▶ REQUIREMENT
Write out the whole listing exactly as it is written below.

▶ TASK INPUTS
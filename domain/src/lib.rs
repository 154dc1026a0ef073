use chrono::{DateTime, Utc}; // Creation timestamps
use serde::{Deserialize, Serialize}; // Value types are plain serializable data
use std::fmt;
use thiserror::Error; // For domain-specific errors

// --- Domain Errors ---
#[derive(Error, Debug, PartialEq)]
pub enum DomainError {
    #[error("Missing required field '{0}'")]
    MissingField(String),
}

// --- Document ID ---
#[derive(Debug, Clone, PartialEq, Eq, Hash, PartialOrd, Ord, Serialize, Deserialize)]
#[serde(transparent)]
pub struct DocumentId(String);

impl DocumentId {
    pub fn new(id: String) -> Self {
        Self(id)
    }
    pub fn as_str(&self) -> &str {
        &self.0
    }
    pub fn is_empty(&self) -> bool {
        self.0.is_empty()
    }
}
impl From<String> for DocumentId {
    fn from(id: String) -> Self {
        Self::new(id)
    }
}
impl From<&str> for DocumentId {
    fn from(id: &str) -> Self {
        Self::new(id.to_string())
    }
}
impl From<DocumentId> for String {
    fn from(doc_id: DocumentId) -> Self {
        doc_id.0
    }
}
impl fmt::Display for DocumentId {
    fn fmt(&self, f: &mut fmt::Formatter<'_>) -> fmt::Result {
        f.write_str(&self.0)
    }
}

// --- Author ---

/// The person or entity a document is attributed to.
///
/// Authors are embedded in documents by value; the store never checks that
/// author ids are unique.
#[derive(Serialize, Deserialize, Debug, Clone, PartialEq, Eq)]
pub struct Author {
    pub id: String,
    pub name: String,
}

impl Author {
    pub fn new(id: impl Into<String>, name: impl Into<String>) -> Self {
        Self {
            id: id.into(),
            name: name.into(),
        }
    }
}

// --- Document Draft (input to save) ---

/// A document as handed to the store. Every field may be missing; the store
/// fills in `id` and `created` when they are absent.
#[derive(Serialize, Deserialize, Debug, Clone, PartialEq, Default)]
#[serde(rename_all = "camelCase")]
pub struct DocumentDraft {
    #[serde(default)]
    pub id: Option<DocumentId>,
    #[serde(default)]
    pub title: Option<String>,
    #[serde(default)]
    pub content: Option<String>,
    #[serde(default)]
    pub author: Option<Author>,
    #[serde(default)]
    pub created: Option<DateTime<Utc>>,
}

impl DocumentDraft {
    pub fn new() -> Self {
        Self::default()
    }

    /// The caller-supplied id, if any. An empty id counts as no id.
    pub fn given_id(&self) -> Option<&DocumentId> {
        self.id.as_ref().filter(|id| !id.is_empty())
    }

    pub fn with_id(mut self, id: impl Into<DocumentId>) -> Self {
        self.id = Some(id.into());
        self
    }

    pub fn with_title(mut self, title: impl Into<String>) -> Self {
        self.title = Some(title.into());
        self
    }

    pub fn with_content(mut self, content: impl Into<String>) -> Self {
        self.content = Some(content.into());
        self
    }

    pub fn with_author(mut self, author: Author) -> Self {
        self.author = Some(author);
        self
    }

    pub fn with_created(mut self, created: DateTime<Utc>) -> Self {
        self.created = Some(created);
        self
    }
}

impl From<Document> for DocumentDraft {
    fn from(document: Document) -> Self {
        Self {
            id: Some(document.id),
            title: document.title,
            content: document.content,
            author: document.author,
            created: Some(document.created),
        }
    }
}

// --- Stored Document ---

/// A document as held by the store: it always has an id and a creation time.
#[derive(Serialize, Deserialize, Debug, Clone, PartialEq)]
#[serde(rename_all = "camelCase", try_from = "DocumentDraft")]
pub struct Document {
    id: DocumentId,
    title: Option<String>,
    content: Option<String>,
    author: Option<Author>,
    created: DateTime<Utc>,
}

impl TryFrom<DocumentDraft> for Document {
    type Error = DomainError;

    fn try_from(draft: DocumentDraft) -> Result<Self, Self::Error> {
        let id = match draft.id {
            Some(id) if !id.is_empty() => id,
            _ => return Err(DomainError::MissingField("id".to_string())),
        };
        let created = draft
            .created
            .ok_or_else(|| DomainError::MissingField("created".to_string()))?;

        Ok(Self {
            id,
            title: draft.title,
            content: draft.content,
            author: draft.author,
            created,
        })
    }
}

impl Document {
    pub fn id(&self) -> &DocumentId {
        &self.id
    }

    pub fn title(&self) -> Option<&str> {
        self.title.as_deref()
    }

    pub fn content(&self) -> Option<&str> {
        self.content.as_deref()
    }

    pub fn author(&self) -> Option<&Author> {
        self.author.as_ref()
    }

    pub fn created(&self) -> DateTime<Utc> {
        self.created
    }

    /// Applies the upsert rule for an id that is already stored: every field
    /// comes from `self` except `created`, which stays the stored value.
    pub fn preserving_created(mut self, stored: &Document) -> Self {
        self.created = stored.created;
        self
    }
}

// --- Search Request ---

/// Filters for a document search.
///
/// Filters combine with AND; the alternatives inside one list combine with
/// OR. A `None` field is not applied. A present but empty list has no
/// alternative to satisfy and so matches nothing.
#[derive(Serialize, Deserialize, Debug, Clone, PartialEq, Default)]
#[serde(rename_all = "camelCase")]
pub struct SearchRequest {
    #[serde(default)]
    pub title_prefixes: Option<Vec<String>>,
    #[serde(default)]
    pub contains_contents: Option<Vec<String>>,
    #[serde(default)]
    pub author_ids: Option<Vec<String>>,
    #[serde(default)]
    pub created_from: Option<DateTime<Utc>>,
    #[serde(default)]
    pub created_to: Option<DateTime<Utc>>,
}

impl SearchRequest {
    pub fn new() -> Self {
        Self::default()
    }

    /// True when no filter is set, i.e. the request matches every document.
    pub fn is_empty(&self) -> bool {
        self.title_prefixes.is_none()
            && self.contains_contents.is_none()
            && self.author_ids.is_none()
            && self.created_from.is_none()
            && self.created_to.is_none()
    }

    pub fn with_title_prefixes<I, S>(mut self, prefixes: I) -> Self
    where
        I: IntoIterator<Item = S>,
        S: Into<String>,
    {
        self.title_prefixes = Some(prefixes.into_iter().map(Into::into).collect());
        self
    }

    pub fn with_contains_contents<I, S>(mut self, fragments: I) -> Self
    where
        I: IntoIterator<Item = S>,
        S: Into<String>,
    {
        self.contains_contents = Some(fragments.into_iter().map(Into::into).collect());
        self
    }

    pub fn with_author_ids<I, S>(mut self, author_ids: I) -> Self
    where
        I: IntoIterator<Item = S>,
        S: Into<String>,
    {
        self.author_ids = Some(author_ids.into_iter().map(Into::into).collect());
        self
    }

    pub fn with_created_from(mut self, from: DateTime<Utc>) -> Self {
        self.created_from = Some(from);
        self
    }

    pub fn with_created_to(mut self, to: DateTime<Utc>) -> Self {
        self.created_to = Some(to);
        self
    }

    /// Checks a document against every filter in the request.
    /// String comparisons are exact and case-sensitive; date bounds are inclusive.
    pub fn matches(&self, document: &Document) -> bool {
        matches_any(&self.title_prefixes, document.title(), |title, prefix| {
            title.starts_with(prefix)
        }) && matches_any(
            &self.contains_contents,
            document.content(),
            |content, fragment| content.contains(fragment),
        ) && matches_any(
            &self.author_ids,
            document.author().map(|author| author.id.as_str()),
            |author_id, wanted| author_id == wanted,
        ) && self
            .created_from
            .is_none_or(|from| document.created() >= from)
            && self.created_to.is_none_or(|to| document.created() <= to)
    }
}

/// An absent filter always matches. A present filter needs the document
/// field to exist and to satisfy at least one alternative.
fn matches_any(
    filter: &Option<Vec<String>>,
    value: Option<&str>,
    predicate: impl Fn(&str, &str) -> bool,
) -> bool {
    match filter {
        None => true,
        Some(alternatives) => value.is_some_and(|value| {
            alternatives
                .iter()
                .any(|alternative| predicate(value, alternative))
        }),
    }
}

▶ WRITTEN RESPONSE
filename domain/src/lib.rs
repository 154dc1026a0ef073
use chrono::{DateTime, Utc}; // Creation timestamps
use serde::{Deserialize, Serialize}; // Value types are plain serializable data
use std::fmt;
use thiserror::Error; // For domain-specific errors

// --- Domain Errors ---
#[derive(Error, Debug, PartialEq)]
pub enum DomainError {
    #[error("Missing required field '{0}'")]
    MissingField(String),
}

// --- Document ID ---
#[derive(Debug, Clone, PartialEq, Eq, Hash, PartialOrd, Ord, Serialize, Deserialize)]
#[serde(transparent)]
pub struct DocumentId(String);

impl DocumentId {
    pub fn new(id: String) -> Self {
        Self(id)
    }
    pub fn as_str(&self) -> &str {
        &self.0
    }
    pub fn is_empty(&self) -> bool {
        self.0.is_empty()
    }
}
impl From<String> for DocumentId {
    fn from(id: String) -> Self {
        Self::new(id)
    }
}
impl From<&str> for DocumentId {
    fn from(id: &str) -> Self {
        Self::new(id.to_string())
    }
}
impl From<DocumentId> for String {
    fn from(doc_id: DocumentId) -> Self {
        doc_id.0
    }
}
impl fmt::Display for DocumentId {
    fn fmt(&self, f: &mut fmt::Formatter<'_>) -> fmt::Result {
        f.write_str(&self.0)
    }
}

// --- Author ---

/// The person or entity a document is attributed to.
///
/// Authors are embedded in documents by value; the store never checks that
/// author ids are unique.
#[derive(Serialize, Deserialize, Debug, Clone, PartialEq, Eq)]
pub struct Author {
    pub id: String,
    pub name: String,
}

impl Author {
    pub fn new(id: impl Into<String>, name: impl Into<String>) -> Self {
        Self {
            id: id.into(),
            name: name.into(),
        }
    }
}

// --- Document Draft (input to save) ---

/// A document as handed to the store. Every field may be missing; the store
/// fills in `id` and `created` when they are absent.
#[derive(Serialize, Deserialize, Debug, Clone, PartialEq, Default)]
#[serde(rename_all = "camelCase")]
pub struct DocumentDraft {
    #[serde(default)]
    pub id: Option<DocumentId>,
    #[serde(default)]
    pub title: Option<String>,
    #[serde(default)]
    pub content: Option<String>,
    #[serde(default)]
    pub author: Option<Author>,
    #[serde(default)]
    pub created: Option<DateTime<Utc>>,
}

impl DocumentDraft {
    pub fn new() -> Self {
        Self::default()
    }

    /// The caller-supplied id, if any. An empty id counts as no id.
    pub fn given_id(&self) -> Option<&DocumentId> {
        self.id.as_ref().filter(|id| !id.is_empty())
    }

    pub fn with_id(mut self, id: impl Into<DocumentId>) -> Self {
        self.id = Some(id.into());
        self
    }

    pub fn with_title(mut self, title: impl Into<String>) -> Self {
        self.title = Some(title.into());
        self
    }

    pub fn with_content(mut self, content: impl Into<String>) -> Self {
        self.content = Some(content.into());
        self
    }

    pub fn with_author(mut self, author: Author) -> Self {
        self.author = Some(author);
        self
    }

    pub fn with_created(mut self, created: DateTime<Utc>) -> Self {
        self.created = Some(created);
        self
    }
}

impl From<Document> for DocumentDraft {
    fn from(document: Document) -> Self {
        Self {
            id: Some(document.id),
            title: document.title,
            content: document.content,
            author: document.author,
            created: Some(document.created),
        }
    }
}

// --- Stored Document ---

/// A document as held by the store: it always has an id and a creation time.
#[derive(Serialize, Deserialize, Debug, Clone, PartialEq)]
#[serde(rename_all = "camelCase", try_from = "DocumentDraft")]
pub struct Document {
    id: DocumentId,
    title: Option<String>,
    content: Option<String>,
    author: Option<Author>,
    created: DateTime<Utc>,
}

impl TryFrom<DocumentDraft> for Document {
    type Error = DomainError;

    fn try_from(draft: DocumentDraft) -> Result<Self, Self::Error> {
        let id = match draft.id {
            Some(id) if !id.is_empty() => id,
            _ => return Err(DomainError::MissingField("id".to_string())),
        };
        let created = draft
            .created
            .ok_or_else(|| DomainError::MissingField("created".to_string()))?;

        Ok(Self {
            id,
            title: draft.title,
            content: draft.content,
            author: draft.author,
            created,
        })
    }
}

impl Document {
    pub fn id(&self) -> &DocumentId {
        &self.id
    }

    pub fn title(&self) -> Option<&str> {
        self.title.as_deref()
    }

    pub fn content(&self) -> Option<&str> {
        self.content.as_deref()
    }

    pub fn author(&self) -> Option<&Author> {
        self.author.as_ref()
    }

    pub fn created(&self) -> DateTime<Utc> {
        self.created
    }

    /// Applies the upsert rule for an id that is already stored: every field
    /// comes from `self` except `created`, which stays the stored value.
    pub fn preserving_created(mut self, stored: &Document) -> Self {
        self.created = stored.created;
        self
    }
}

// --- Search Request ---

/// Filters for a document search.
///
/// Filters combine with AND; the alternatives inside one list combine with
/// OR. A `None` field is not applied. A present but empty list has no
/// alternative to satisfy and so matches nothing.
#[derive(Serialize, Deserialize, Debug, Clone, PartialEq, Default)]
#[serde(rename_all = "camelCase")]
pub struct SearchRequest {
    #[serde(default)]
    pub title_prefixes: Option<Vec<String>>,
    #[serde(default)]
    pub contains_contents: Option<Vec<String>>,
    #[serde(default)]
    pub author_ids: Option<Vec<String>>,
    #[serde(default)]
    pub created_from: Option<DateTime<Utc>>,
    #[serde(default)]
    pub created_to: Option<DateTime<Utc>>,
}

impl SearchRequest {
    pub fn new() -> Self {
        Self::default()
    }

    /// True when no filter is set, i.e. the request matches every document.
    pub fn is_empty(&self) -> bool {
        self.title_prefixes.is_none()
            && self.contains_contents.is_none()
            && self.author_ids.is_none()
            && self.created_from.is_none()
            && self.created_to.is_none()
    }

    pub fn with_title_prefixes<I, S>(mut self, prefixes: I) -> Self
    where
        I: IntoIterator<Item = S>,
        S: Into<String>,
    {
        self.title_prefixes = Some(prefixes.into_iter().map(Into::into).collect());
        self
    }

    pub fn with_contains_contents<I, S>(mut self, fragments: I) -> Self
    where
        I: IntoIterator<Item = S>,
        S: Into<String>,
    {
        self.contains_contents = Some(fragments.into_iter().map(Into::into).collect());
        self
    }

    pub fn with_author_ids<I, S>(mut self, author_ids: I) -> Self
    where
        I: IntoIterator<Item = S>,
        S: Into<String>,
    {
        self.author_ids = Some(author_ids.into_iter().map(Into::into).collect());
        self
    }

    pub fn with_created_from(mut self, from: DateTime<Utc>) -> Self {
        self.created_from = Some(from);
        self
    }

    pub fn with_created_to(mut self, to: DateTime<Utc>) -> Self {
        self.created_to = Some(to);
        self
    }

    /// Checks a document against every filter in the request.
    /// String comparisons are exact and case-sensitive; date bounds are inclusive.
    pub fn matches(&self, document: &Document) -> bool {
        matches_any(&self.title_prefixes, document.title(), |title, prefix| {
            title.starts_with(prefix)
        }) && matches_any(
            &self.contains_contents,
            document.content(),
            |content, fragment| content.contains(fragment),
        ) && matches_any(
            &self.author_ids,
            document.author().map(|author| author.id.as_str()),
            |author_id, wanted| author_id == wanted,
        ) && self
            .created_from
            .is_none_or(|from| document.created() >= from)
            && self.created_to.is_none_or(|to| document.created() <= to)
    }
}

/// An absent filter always matches. A present filter needs the document
/// field to exist and to satisfy at least one alternative.
fn matches_any(
    filter: &Option<Vec<String>>,
    value: Option<&str>,
    predicate: impl Fn(&str, &str) -> bool,
) -> bool {
    match filter {
        None => true,
        Some(alternatives) => value.is_some_and(|value| {
            alternatives
                .iter()
                .any(|alternative| predicate(value, alternative))
        }),
    }
}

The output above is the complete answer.